BEGIN Record excerpts
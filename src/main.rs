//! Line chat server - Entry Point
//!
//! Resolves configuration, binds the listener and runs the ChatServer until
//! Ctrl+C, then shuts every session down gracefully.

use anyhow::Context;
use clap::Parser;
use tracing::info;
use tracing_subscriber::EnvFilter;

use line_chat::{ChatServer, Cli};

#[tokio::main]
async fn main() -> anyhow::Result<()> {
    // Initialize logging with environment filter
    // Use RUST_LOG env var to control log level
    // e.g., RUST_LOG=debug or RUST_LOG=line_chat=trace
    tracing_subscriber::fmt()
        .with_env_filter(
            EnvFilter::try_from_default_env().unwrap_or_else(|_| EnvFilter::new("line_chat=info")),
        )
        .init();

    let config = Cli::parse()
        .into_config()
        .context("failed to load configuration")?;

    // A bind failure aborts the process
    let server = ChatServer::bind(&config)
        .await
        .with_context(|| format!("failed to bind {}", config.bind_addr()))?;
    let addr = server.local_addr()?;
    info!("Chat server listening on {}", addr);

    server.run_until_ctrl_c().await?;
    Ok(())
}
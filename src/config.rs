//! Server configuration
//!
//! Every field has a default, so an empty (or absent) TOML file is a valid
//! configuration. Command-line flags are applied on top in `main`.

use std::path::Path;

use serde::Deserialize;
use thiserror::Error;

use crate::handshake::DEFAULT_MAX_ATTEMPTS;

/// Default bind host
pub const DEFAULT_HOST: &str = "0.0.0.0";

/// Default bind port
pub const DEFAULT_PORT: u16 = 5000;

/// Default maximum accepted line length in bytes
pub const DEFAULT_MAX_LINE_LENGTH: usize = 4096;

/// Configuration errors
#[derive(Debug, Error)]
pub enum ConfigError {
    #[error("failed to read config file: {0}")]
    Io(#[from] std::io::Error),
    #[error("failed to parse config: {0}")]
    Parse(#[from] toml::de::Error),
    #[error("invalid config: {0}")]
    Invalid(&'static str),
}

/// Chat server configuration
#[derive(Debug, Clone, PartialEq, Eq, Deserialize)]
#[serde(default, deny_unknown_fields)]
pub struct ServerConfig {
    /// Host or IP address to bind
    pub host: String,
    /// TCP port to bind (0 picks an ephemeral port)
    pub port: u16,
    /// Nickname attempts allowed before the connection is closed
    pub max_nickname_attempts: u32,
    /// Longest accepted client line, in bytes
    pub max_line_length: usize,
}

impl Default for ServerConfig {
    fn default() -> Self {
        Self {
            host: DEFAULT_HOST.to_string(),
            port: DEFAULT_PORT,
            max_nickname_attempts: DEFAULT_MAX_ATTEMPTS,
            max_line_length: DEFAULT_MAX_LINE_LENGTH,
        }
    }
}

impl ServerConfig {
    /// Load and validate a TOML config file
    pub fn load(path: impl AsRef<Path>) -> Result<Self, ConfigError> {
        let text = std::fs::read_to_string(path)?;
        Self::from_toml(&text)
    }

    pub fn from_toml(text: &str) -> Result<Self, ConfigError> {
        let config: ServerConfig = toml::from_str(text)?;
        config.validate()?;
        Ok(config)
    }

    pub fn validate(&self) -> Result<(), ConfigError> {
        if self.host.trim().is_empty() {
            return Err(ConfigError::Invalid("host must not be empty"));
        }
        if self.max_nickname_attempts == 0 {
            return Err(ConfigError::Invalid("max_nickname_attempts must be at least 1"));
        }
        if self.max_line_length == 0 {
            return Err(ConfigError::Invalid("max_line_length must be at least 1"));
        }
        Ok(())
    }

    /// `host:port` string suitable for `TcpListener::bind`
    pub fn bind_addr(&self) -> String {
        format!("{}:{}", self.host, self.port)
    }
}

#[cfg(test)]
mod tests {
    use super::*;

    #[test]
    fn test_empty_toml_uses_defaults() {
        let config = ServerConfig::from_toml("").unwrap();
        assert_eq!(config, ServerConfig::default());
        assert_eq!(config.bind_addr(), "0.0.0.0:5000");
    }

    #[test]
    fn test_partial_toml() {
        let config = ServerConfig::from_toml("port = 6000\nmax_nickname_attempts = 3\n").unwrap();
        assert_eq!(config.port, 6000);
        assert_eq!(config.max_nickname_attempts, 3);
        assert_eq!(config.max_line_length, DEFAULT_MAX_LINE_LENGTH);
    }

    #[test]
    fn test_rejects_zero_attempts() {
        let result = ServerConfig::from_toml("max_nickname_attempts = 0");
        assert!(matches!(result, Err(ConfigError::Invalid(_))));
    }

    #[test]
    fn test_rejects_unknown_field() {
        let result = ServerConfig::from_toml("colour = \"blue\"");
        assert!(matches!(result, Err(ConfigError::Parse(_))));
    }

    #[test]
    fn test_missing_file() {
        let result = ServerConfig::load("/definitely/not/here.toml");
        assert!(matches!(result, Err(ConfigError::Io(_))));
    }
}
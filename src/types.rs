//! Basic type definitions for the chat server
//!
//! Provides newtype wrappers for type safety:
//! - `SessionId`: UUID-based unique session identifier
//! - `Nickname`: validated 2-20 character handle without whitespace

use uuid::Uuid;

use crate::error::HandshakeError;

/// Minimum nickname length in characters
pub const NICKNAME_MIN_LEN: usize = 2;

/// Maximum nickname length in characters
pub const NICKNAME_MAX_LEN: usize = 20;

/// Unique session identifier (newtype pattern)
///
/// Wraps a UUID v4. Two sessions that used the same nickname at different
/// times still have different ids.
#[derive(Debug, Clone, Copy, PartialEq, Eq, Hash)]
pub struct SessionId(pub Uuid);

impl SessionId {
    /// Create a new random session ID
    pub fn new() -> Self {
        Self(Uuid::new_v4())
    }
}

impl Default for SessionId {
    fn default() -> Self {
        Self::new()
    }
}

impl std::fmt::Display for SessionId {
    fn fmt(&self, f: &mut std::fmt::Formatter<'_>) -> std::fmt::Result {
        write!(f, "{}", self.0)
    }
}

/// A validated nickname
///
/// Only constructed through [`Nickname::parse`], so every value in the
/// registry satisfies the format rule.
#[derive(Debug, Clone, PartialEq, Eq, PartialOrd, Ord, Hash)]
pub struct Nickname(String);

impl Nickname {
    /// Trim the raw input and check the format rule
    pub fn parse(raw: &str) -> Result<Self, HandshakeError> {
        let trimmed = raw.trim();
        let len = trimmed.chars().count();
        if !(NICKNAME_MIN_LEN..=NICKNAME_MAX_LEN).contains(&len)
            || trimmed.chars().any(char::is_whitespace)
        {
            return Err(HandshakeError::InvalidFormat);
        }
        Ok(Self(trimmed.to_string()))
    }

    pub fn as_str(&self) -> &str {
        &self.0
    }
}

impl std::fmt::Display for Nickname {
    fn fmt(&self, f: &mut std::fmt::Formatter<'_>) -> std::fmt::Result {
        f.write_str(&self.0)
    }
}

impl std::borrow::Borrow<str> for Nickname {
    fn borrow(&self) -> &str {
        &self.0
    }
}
END Record excerpts
> **What is required**
Set down the records again without altering a word.

> **The completed task**
filename src/main.rs
//! Line chat server - Entry Point
//!
//! Resolves configuration, binds the listener and runs the ChatServer until
//! Ctrl+C, then shuts every session down gracefully.

use anyhow::Context;
use clap::Parser;
use tracing::info;
use tracing_subscriber::EnvFilter;

use line_chat::{ChatServer, Cli};

#[tokio::main]
async fn main() -> anyhow::Result<()> {
    // Initialize logging with environment filter
    // Use RUST_LOG env var to control log level
    // e.g., RUST_LOG=debug or RUST_LOG=line_chat=trace
    tracing_subscriber::fmt()
        .with_env_filter(
            EnvFilter::try_from_default_env().unwrap_or_else(|_| EnvFilter::new("line_chat=info")),
        )
        .init();

    let config = Cli::parse()
        .into_config()
        .context("failed to load configuration")?;

    // A bind failure aborts the process
    let server = ChatServer::bind(&config)
        .await
        .with_context(|| format!("failed to bind {}", config.bind_addr()))?;
    let addr = server.local_addr()?;
    info!("Chat server listening on {}", addr);

    server.run_until_ctrl_c().await?;
    Ok(())
}
filename src/config.rs
//! Server configuration
//!
//! Every field has a default, so an empty (or absent) TOML file is a valid
//! configuration. Command-line flags are applied on top in `main`.

use std::path::Path;

use serde::Deserialize;
use thiserror::Error;

use crate::handshake::DEFAULT_MAX_ATTEMPTS;

/// Default bind host
pub const DEFAULT_HOST: &str = "0.0.0.0";

/// Default bind port
pub const DEFAULT_PORT: u16 = 5000;

/// Default maximum accepted line length in bytes
pub const DEFAULT_MAX_LINE_LENGTH: usize = 4096;

/// Configuration errors
#[derive(Debug, Error)]
pub enum ConfigError {
    #[error("failed to read config file: {0}")]
    Io(#[from] std::io::Error),
    #[error("failed to parse config: {0}")]
    Parse(#[from] toml::de::Error),
    #[error("invalid config: {0}")]
    Invalid(&'static str),
}

/// Chat server configuration
#[derive(Debug, Clone, PartialEq, Eq, Deserialize)]
#[serde(default, deny_unknown_fields)]
pub struct ServerConfig {
    /// Host or IP address to bind
    pub host: String,
    /// TCP port to bind (0 picks an ephemeral port)
    pub port: u16,
    /// Nickname attempts allowed before the connection is closed
    pub max_nickname_attempts: u32,
    /// Longest accepted client line, in bytes
    pub max_line_length: usize,
}

impl Default for ServerConfig {
    fn default() -> Self {
        Self {
            host: DEFAULT_HOST.to_string(),
            port: DEFAULT_PORT,
            max_nickname_attempts: DEFAULT_MAX_ATTEMPTS,
            max_line_length: DEFAULT_MAX_LINE_LENGTH,
        }
    }
}

impl ServerConfig {
    /// Load and validate a TOML config file
    pub fn load(path: impl AsRef<Path>) -> Result<Self, ConfigError> {
        let text = std::fs::read_to_string(path)?;
        Self::from_toml(&text)
    }

    pub fn from_toml(text: &str) -> Result<Self, ConfigError> {
        let config: ServerConfig = toml::from_str(text)?;
        config.validate()?;
        Ok(config)
    }

    pub fn validate(&self) -> Result<(), ConfigError> {
        if self.host.trim().is_empty() {
            return Err(ConfigError::Invalid("host must not be empty"));
        }
        if self.max_nickname_attempts == 0 {
            return Err(ConfigError::Invalid("max_nickname_attempts must be at least 1"));
        }
        if self.max_line_length == 0 {
            return Err(ConfigError::Invalid("max_line_length must be at least 1"));
        }
        Ok(())
    }

    /// `host:port` string suitable for `TcpListener::bind`
    pub fn bind_addr(&self) -> String {
        format!("{}:{}", self.host, self.port)
    }
}

#[cfg(test)]
mod tests {
    use super::*;

    #[test]
    fn test_empty_toml_uses_defaults() {
        let config = ServerConfig::from_toml("").unwrap();
        assert_eq!(config, ServerConfig::default());
        assert_eq!(config.bind_addr(), "0.0.0.0:5000");
    }

    #[test]
    fn test_partial_toml() {
        let config = ServerConfig::from_toml("port = 6000\nmax_nickname_attempts = 3\n").unwrap();
        assert_eq!(config.port, 6000);
        assert_eq!(config.max_nickname_attempts, 3);
        assert_eq!(config.max_line_length, DEFAULT_MAX_LINE_LENGTH);
    }

    #[test]
    fn test_rejects_zero_attempts() {
        let result = ServerConfig::from_toml("max_nickname_attempts = 0");
        assert!(matches!(result, Err(ConfigError::Invalid(_))));
    }

    #[test]
    fn test_rejects_unknown_field() {
        let result = ServerConfig::from_toml("colour = \"blue\"");
        assert!(matches!(result, Err(ConfigError::Parse(_))));
    }

    #[test]
    fn test_missing_file() {
        let result = ServerConfig::load("/definitely/not/here.toml");
        assert!(matches!(result, Err(ConfigError::Io(_))));
    }
}
filename src/types.rs
//! Basic type definitions for the chat server
//!
//! Provides newtype wrappers for type safety:
//! - `SessionId`: UUID-based unique session identifier
//! - `Nickname`: validated 2-20 character handle without whitespace

use uuid::Uuid;

use crate::error::HandshakeError;

/// Minimum nickname length in characters
pub const NICKNAME_MIN_LEN: usize = 2;

/// Maximum nickname length in characters
pub const NICKNAME_MAX_LEN: usize = 20;

/// Unique session identifier (newtype pattern)
///
/// Wraps a UUID v4. Two sessions that used the same nickname at different
/// times still have different ids.
#[derive(Debug, Clone, Copy, PartialEq, Eq, Hash)]
pub struct SessionId(pub Uuid);

impl SessionId {
    /// Create a new random session ID
    pub fn new() -> Self {
        Self(Uuid::new_v4())
    }
}

impl Default for SessionId {
    fn default() -> Self {
        Self::new()
    }
}

impl std::fmt::Display for SessionId {
    fn fmt(&self, f: &mut std::fmt::Formatter<'_>) -> std::fmt::Result {
        write!(f, "{}", self.0)
    }
}

/// A validated nickname
///
/// Only constructed through [`Nickname::parse`], so every value in the
/// registry satisfies the format rule.
#[derive(Debug, Clone, PartialEq, Eq, PartialOrd, Ord, Hash)]
pub struct Nickname(String);

impl Nickname {
    /// Trim the raw input and check the format rule
    pub fn parse(raw: &str) -> Result<Self, HandshakeError> {
        let trimmed = raw.trim();
        let len = trimmed.chars().count();
        if !(NICKNAME_MIN_LEN..=NICKNAME_MAX_LEN).contains(&len)
            || trimmed.chars().any(char::is_whitespace)
        {
            return Err(HandshakeError::InvalidFormat);
        }
        Ok(Self(trimmed.to_string()))
    }

    pub fn as_str(&self) -> &str {
        &self.0
    }
}

impl std::fmt::Display for Nickname {
    fn fmt(&self, f: &mut std::fmt::Formatter<'_>) -> std::fmt::Result {
        f.write_str(&self.0)
    }
}

impl std::borrow::Borrow<str> for Nickname {
    fn borrow(&self) -> &str {
        &self.0
    }
}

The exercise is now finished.